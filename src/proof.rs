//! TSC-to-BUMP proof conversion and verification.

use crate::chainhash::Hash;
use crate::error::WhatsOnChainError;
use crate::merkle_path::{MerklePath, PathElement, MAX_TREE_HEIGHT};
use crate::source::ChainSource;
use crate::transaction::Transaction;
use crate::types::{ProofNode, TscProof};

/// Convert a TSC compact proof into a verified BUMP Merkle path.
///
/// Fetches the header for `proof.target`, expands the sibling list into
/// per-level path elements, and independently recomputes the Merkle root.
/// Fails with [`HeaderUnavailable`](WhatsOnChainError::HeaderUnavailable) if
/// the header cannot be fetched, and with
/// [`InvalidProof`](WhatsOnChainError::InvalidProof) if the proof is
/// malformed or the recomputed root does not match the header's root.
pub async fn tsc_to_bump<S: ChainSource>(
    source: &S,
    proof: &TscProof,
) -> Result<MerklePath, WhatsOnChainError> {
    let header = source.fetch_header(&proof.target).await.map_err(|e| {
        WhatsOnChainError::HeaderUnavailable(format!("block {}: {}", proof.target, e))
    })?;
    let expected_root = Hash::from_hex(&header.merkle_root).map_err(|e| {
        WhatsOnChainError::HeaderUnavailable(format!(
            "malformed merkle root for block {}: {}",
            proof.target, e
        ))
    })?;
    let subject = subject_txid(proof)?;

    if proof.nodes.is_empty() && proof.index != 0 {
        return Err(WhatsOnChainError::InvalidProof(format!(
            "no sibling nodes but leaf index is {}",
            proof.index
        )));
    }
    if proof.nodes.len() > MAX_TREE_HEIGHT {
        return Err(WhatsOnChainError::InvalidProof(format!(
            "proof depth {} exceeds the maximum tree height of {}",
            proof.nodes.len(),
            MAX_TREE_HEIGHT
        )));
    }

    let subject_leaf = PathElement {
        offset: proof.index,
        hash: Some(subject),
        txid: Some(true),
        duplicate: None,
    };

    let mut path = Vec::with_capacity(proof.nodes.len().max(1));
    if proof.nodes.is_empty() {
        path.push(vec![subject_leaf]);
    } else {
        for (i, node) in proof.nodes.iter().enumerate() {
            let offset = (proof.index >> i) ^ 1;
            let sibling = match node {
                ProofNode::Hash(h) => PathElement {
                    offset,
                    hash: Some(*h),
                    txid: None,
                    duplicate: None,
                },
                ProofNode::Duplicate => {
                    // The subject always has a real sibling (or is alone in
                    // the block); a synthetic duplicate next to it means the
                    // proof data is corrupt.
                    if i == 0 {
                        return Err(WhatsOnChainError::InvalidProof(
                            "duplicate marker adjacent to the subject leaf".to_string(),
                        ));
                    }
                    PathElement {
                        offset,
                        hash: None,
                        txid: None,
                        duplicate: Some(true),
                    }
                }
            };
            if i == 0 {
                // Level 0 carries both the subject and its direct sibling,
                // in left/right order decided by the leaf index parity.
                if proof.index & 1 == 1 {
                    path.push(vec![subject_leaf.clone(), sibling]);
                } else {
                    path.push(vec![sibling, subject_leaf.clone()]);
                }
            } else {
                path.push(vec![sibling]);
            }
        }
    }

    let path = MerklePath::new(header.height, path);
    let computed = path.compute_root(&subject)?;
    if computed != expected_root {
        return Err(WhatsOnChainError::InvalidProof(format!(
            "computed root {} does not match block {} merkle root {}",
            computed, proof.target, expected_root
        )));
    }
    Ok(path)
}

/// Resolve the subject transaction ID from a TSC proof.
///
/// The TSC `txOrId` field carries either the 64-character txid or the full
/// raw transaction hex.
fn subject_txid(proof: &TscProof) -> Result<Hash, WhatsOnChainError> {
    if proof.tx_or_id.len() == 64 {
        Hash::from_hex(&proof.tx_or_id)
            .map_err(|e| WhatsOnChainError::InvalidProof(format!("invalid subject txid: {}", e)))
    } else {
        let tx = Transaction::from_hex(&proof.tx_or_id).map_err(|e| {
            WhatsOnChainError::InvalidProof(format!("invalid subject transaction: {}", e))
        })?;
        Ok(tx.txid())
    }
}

==============================

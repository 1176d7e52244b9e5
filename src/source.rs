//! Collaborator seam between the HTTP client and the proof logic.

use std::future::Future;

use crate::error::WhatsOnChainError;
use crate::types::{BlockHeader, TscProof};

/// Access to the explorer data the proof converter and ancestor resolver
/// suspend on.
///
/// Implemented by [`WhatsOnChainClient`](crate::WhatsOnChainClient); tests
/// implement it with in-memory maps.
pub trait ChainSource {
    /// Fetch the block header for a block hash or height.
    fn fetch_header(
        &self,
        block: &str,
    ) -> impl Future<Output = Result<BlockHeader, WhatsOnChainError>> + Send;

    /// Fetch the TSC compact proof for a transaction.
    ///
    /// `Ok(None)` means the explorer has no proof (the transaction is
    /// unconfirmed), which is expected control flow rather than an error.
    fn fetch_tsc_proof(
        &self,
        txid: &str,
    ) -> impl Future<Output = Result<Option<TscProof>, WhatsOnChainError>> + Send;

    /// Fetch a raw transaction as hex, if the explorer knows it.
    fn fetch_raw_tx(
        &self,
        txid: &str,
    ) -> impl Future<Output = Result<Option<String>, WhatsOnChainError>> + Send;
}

==============================

→ **What you should do**
For the listing above, print only the lines starting at the line containing "filename src/proof.rs" and ending at the line containing "if proof.nodes.len() >", exactly, both included.

→ **Result for this task**
filename src/proof.rs
//! TSC-to-BUMP proof conversion and verification.

use crate::chainhash::Hash;
use crate::error::WhatsOnChainError;
use crate::merkle_path::{MerklePath, PathElement, MAX_TREE_HEIGHT};
use crate::source::ChainSource;
use crate::transaction::Transaction;
use crate::types::{ProofNode, TscProof};

/// Convert a TSC compact proof into a verified BUMP Merkle path.
///
/// Fetches the header for `proof.target`, expands the sibling list into
/// per-level path elements, and independently recomputes the Merkle root.
/// Fails with [`HeaderUnavailable`](WhatsOnChainError::HeaderUnavailable) if
/// the header cannot be fetched, and with
/// [`InvalidProof`](WhatsOnChainError::InvalidProof) if the proof is
/// malformed or the recomputed root does not match the header's root.
pub async fn tsc_to_bump<S: ChainSource>(
    source: &S,
    proof: &TscProof,
) -> Result<MerklePath, WhatsOnChainError> {
    let header = source.fetch_header(&proof.target).await.map_err(|e| {
        WhatsOnChainError::HeaderUnavailable(format!("block {}: {}", proof.target, e))
    })?;
    let expected_root = Hash::from_hex(&header.merkle_root).map_err(|e| {
        WhatsOnChainError::HeaderUnavailable(format!(
            "malformed merkle root for block {}: {}",
            proof.target, e
        ))
    })?;
    let subject = subject_txid(proof)?;

    if proof.nodes.is_empty() && proof.index != 0 {
        return Err(WhatsOnChainError::InvalidProof(format!(
            "no sibling nodes but leaf index is {}",
            proof.index
        )));
    }
    if proof.nodes.len() > MAX_TREE_HEIGHT {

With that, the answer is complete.